*** Raw data ***

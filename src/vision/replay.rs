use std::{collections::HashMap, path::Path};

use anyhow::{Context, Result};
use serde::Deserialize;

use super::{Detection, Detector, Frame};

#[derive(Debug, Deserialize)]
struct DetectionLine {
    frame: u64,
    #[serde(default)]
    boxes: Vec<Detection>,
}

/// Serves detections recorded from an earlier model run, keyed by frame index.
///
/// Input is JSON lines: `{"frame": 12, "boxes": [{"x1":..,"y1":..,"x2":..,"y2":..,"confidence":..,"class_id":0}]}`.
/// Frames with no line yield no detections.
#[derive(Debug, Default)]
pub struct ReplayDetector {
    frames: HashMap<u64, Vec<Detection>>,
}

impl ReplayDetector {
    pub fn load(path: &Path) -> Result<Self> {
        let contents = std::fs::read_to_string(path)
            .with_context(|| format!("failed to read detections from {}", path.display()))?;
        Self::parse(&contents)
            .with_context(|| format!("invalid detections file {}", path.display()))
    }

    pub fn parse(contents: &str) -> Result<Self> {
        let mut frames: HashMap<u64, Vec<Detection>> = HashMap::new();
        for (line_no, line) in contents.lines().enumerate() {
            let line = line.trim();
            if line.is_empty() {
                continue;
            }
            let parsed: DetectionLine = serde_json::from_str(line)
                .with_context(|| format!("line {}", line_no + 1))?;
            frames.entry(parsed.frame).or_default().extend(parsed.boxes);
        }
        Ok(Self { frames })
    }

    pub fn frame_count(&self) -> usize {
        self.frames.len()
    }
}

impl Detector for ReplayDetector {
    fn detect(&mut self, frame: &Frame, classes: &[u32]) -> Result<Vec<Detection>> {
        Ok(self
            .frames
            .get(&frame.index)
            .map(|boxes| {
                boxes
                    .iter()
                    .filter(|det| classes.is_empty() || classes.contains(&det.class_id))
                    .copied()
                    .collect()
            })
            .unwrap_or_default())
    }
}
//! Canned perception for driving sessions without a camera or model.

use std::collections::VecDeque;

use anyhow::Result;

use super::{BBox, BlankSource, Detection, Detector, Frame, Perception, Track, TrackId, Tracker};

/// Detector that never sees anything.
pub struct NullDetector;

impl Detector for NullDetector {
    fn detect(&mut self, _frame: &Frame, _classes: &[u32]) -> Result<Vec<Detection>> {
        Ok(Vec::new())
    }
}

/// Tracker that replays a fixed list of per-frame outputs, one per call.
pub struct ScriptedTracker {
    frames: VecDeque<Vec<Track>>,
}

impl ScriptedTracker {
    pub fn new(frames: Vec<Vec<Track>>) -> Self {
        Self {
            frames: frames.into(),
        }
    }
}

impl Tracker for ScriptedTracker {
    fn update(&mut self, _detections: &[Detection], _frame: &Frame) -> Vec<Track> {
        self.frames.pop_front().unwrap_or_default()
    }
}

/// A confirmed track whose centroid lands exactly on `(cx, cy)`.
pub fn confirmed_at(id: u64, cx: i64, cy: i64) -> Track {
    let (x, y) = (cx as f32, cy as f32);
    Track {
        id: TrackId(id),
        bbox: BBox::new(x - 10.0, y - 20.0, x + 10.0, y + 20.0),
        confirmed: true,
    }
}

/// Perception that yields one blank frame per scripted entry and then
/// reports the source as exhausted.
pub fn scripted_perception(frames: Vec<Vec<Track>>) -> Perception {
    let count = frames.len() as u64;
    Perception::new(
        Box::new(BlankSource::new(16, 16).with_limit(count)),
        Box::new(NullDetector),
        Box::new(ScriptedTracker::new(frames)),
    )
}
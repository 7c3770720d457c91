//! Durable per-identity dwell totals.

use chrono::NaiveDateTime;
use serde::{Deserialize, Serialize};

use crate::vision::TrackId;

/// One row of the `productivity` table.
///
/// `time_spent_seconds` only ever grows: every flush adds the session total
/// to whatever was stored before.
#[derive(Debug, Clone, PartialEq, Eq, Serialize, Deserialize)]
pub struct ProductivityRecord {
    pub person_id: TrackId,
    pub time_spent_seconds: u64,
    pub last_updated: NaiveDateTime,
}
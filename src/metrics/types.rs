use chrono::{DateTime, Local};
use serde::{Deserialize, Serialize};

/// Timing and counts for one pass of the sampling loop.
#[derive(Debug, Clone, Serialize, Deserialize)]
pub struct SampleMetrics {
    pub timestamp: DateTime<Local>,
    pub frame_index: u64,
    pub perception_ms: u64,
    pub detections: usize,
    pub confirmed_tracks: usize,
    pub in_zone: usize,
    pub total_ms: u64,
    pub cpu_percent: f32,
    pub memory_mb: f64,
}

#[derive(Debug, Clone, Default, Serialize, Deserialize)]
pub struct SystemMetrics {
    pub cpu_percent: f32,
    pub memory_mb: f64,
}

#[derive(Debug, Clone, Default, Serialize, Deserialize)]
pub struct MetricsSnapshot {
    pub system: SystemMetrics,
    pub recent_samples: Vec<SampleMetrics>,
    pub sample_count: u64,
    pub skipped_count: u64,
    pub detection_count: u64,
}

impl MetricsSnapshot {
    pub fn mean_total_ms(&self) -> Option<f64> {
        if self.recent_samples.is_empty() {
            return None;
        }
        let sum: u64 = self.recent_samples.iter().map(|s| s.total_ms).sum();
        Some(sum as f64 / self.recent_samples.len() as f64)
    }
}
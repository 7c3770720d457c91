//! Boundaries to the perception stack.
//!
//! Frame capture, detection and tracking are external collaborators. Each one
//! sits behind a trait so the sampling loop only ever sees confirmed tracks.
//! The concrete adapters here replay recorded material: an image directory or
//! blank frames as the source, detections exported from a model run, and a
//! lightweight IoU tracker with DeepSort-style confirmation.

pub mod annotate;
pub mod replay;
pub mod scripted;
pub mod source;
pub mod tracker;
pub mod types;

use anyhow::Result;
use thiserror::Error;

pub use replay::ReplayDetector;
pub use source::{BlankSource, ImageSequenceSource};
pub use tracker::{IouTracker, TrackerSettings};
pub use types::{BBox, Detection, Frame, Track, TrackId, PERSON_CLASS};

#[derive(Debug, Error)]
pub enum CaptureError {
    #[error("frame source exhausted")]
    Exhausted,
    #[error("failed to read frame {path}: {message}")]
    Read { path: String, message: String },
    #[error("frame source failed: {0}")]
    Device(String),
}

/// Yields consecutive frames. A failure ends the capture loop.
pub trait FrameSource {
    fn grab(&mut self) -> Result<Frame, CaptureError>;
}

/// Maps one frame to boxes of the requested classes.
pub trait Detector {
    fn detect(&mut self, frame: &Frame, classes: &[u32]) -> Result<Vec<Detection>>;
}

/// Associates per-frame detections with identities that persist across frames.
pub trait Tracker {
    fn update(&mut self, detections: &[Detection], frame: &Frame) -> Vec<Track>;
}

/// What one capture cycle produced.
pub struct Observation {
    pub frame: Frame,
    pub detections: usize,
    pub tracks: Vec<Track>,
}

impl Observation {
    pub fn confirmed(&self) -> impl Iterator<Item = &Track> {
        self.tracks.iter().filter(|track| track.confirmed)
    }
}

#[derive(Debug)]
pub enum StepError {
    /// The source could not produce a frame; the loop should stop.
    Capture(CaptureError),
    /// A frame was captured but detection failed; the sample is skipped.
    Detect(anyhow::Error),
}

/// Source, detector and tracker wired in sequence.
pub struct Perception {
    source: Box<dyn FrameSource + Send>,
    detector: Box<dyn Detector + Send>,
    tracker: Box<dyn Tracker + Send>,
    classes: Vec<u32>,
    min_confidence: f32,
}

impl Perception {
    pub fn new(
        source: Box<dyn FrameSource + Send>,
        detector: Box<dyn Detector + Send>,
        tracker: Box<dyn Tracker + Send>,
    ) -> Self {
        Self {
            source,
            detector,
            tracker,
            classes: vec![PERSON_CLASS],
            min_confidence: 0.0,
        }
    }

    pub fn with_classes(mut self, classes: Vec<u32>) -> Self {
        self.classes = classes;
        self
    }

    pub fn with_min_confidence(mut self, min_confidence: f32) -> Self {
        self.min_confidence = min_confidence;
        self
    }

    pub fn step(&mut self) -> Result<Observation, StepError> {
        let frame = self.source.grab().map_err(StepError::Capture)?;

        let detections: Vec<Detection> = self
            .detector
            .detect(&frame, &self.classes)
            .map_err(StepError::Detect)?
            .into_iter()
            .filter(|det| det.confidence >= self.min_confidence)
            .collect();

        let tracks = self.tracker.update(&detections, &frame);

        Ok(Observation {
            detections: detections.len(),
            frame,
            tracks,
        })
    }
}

***
*** Raw data ***

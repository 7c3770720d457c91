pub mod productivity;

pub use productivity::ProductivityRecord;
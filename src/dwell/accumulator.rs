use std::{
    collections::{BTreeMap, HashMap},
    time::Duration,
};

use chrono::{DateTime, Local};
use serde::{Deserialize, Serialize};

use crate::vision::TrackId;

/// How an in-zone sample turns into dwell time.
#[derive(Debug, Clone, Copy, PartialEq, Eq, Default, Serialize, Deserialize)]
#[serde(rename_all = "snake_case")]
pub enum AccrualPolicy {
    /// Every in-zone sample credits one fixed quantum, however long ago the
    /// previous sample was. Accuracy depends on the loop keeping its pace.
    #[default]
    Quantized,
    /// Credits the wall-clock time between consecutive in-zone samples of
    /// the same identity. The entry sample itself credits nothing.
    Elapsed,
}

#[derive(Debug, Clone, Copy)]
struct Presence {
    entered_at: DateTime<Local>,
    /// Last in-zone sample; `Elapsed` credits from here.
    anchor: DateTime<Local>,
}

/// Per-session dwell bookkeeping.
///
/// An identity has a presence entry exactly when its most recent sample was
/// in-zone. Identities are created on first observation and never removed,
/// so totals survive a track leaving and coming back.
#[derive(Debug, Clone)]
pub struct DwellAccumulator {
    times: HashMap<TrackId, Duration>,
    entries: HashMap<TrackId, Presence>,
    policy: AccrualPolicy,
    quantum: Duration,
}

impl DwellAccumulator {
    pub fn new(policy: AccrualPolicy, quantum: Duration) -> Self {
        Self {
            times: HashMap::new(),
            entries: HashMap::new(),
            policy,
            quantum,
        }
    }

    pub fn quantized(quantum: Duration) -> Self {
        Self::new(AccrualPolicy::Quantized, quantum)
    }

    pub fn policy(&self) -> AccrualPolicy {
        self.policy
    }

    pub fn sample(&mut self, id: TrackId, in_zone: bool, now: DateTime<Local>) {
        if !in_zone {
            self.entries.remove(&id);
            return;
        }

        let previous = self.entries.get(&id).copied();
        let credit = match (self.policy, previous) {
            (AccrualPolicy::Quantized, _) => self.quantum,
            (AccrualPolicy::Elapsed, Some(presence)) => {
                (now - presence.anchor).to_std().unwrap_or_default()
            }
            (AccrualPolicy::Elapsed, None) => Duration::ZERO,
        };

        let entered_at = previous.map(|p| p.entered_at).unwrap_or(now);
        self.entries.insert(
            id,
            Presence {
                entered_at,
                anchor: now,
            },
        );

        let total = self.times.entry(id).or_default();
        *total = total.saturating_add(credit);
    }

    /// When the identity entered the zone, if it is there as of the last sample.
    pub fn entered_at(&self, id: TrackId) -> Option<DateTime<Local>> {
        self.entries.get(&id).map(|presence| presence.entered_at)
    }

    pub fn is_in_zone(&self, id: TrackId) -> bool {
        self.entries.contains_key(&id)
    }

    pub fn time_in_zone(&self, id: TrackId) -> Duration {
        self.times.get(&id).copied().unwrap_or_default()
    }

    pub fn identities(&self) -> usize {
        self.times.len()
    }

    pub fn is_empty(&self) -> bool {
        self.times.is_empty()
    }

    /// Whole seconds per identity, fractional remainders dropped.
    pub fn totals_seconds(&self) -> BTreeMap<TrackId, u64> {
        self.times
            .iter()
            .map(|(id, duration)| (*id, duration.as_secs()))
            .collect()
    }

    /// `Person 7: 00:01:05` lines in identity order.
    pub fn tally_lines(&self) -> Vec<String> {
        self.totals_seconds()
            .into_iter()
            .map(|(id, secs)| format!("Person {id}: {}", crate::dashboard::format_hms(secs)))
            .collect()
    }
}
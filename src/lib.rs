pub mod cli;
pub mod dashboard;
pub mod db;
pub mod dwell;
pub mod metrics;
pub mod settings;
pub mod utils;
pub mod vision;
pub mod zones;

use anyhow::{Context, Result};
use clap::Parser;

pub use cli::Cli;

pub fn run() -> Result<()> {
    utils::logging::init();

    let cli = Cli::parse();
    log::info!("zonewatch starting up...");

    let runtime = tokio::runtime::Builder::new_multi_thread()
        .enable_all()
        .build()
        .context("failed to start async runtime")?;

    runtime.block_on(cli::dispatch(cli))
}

***

Apply a filter to the listing above so that only lines with "DwellAccumulator" are kept, and copy those lines.

pub struct DwellAccumulator {
impl DwellAccumulator {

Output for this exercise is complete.